Medical institutions, federal agencies, pharmaceutical corporations, and patient advocacy organizations conduct thousands of clinical trials annually, and according to John Schall, CEO of the Caregiver Action Network, family caregivers are the backbone of the clinical trial experience. Learning about the world of clinical trials, however, is akin to learning to speak a new language, and it can be overwhelming to both caregiver and care recipient — especially in the middle of a health crisis. So here is a simple breakdown of the top 10 facts you need to know about clinical trials:

  1. What are Clinical Trials? Clinical trials are a combination of interventional studies and observational studies conducted on volunteer patients.
  2. Why Conduct Clinical Trials? The purpose of clinical trials is to develop and bring to the market new and effective treatments for disease.
  3. How Common are Clinical Trials? In 2006 alone, there were about 15,000 drugs in the research and development (R&D) pipeline (1) and about 2.5 million clinical trial volunteers(2).
  4. Who are the Players in a Clinical Trials? Key players are the trial sponsor, who pays for the study; the principle investigator, who oversees the research; medical staff including doctors, nurses and social workers, who work directly with patients and collect data; the caregivers, who oversee patient compliance with clinical trial protocol; and the patients, who are the subject of study.
  5. Why Might My Loved One Choose to Participate in a Clinical Trial? According to Ken Getz, founder and board chair of the Center for Information and Study on Clinical Research Participation (CISCRP), there are numerous reasons to participate in a clinical trial — from access to new and alternative treatments, to personalized and expert medical attention, to free medicines and procedures, to the desire to leave a legacy by helping the advancement of medicine.
  6. Where Do I Find Out about Clinical Trials for My Loved One’s Health Condition? First, contact a patient advocacy organization that is ailment-specific to the condition affecting your loved one, and ask about clinical trial options. For example, if your loved one has Alzheimer’s, contact the Alzheimer’s Association. A simple internet search using the formula of “[disease name]” + “association” should pull up some of the top national advocacy groups. Second, visit the National Institutes of Health website on clinical trials, to find a list of upcoming research studies looking for volunteers. Third, contact CISCRP for information about, plus the added bonus of support throughout, upcoming clinical trials.
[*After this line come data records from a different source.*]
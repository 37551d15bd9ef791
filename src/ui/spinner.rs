use std::future::Future;
use std::io::IsTerminal;
use std::time::{Duration, Instant};

use indicatif::{ProgressBar, ProgressStyle};

const MIN_SPINNER_DURATION: Duration = Duration::from_millis(400);

/// Run a remote operation behind a spinner on stderr. Plain passthrough when
/// stderr is not a terminal.
pub async fn with_spinner<T, F: Future<Output = T>>(message: &str, fut: F) -> T {
    if !std::io::stderr().is_terminal() {
        return fut.await;
    }

    let style = ProgressStyle::default_spinner()
        .tick_strings(&["⠋", "⠙", "⠹", "⠸", "⠼", "⠴", "⠦", "⠧", "⠇", "⠏", " "])
        .template("{spinner:.cyan} {msg}")
        .unwrap_or_else(|_| ProgressStyle::default_spinner());
    let spinner = ProgressBar::new_spinner().with_style(style);
    spinner.set_message(message.to_string());
    spinner.enable_steady_tick(Duration::from_millis(80));

    let start = Instant::now();
    let result = fut.await;

    let elapsed = start.elapsed();
    if elapsed < MIN_SPINNER_DURATION {
        tokio::time::sleep(MIN_SPINNER_DURATION - elapsed).await;
    }

    spinner.finish_and_clear();
    result
}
  7. Does Participants in a Clinical Trial Mean Stopping Other Medical Therapies? In some cases, there may be contraindications between therapies already being used and the therapies that will be used in a clinical trial. It is imperative to let the clinical trial medical team know exactly what therapies a loved one is receiving, whether prescribed or over the counter.
  8. How Risky Are Clinical Trials? To determine the exact risks associated with a particular clinical trial, experts agree, it is important to speak directly with the principle investigator and medical team of the trial your loved one is considering.
  9. What steps are involved in evaluating the safety and efficacy of drugs used in clinical trials? Pharmaceutical trials begin with years of pre-clinical research in laboratories, followed by testing on animals and concluding with several phases of testing on people. When a study begins working with people, it starts off with a small group in Phase I and steadily increases the number of people involved, until Phase IV — where the research team begins exploring additional indications for that drug. After completing Phase IV, the clinical trial team submits a New Drug Application (NDA) for approval to go on the market.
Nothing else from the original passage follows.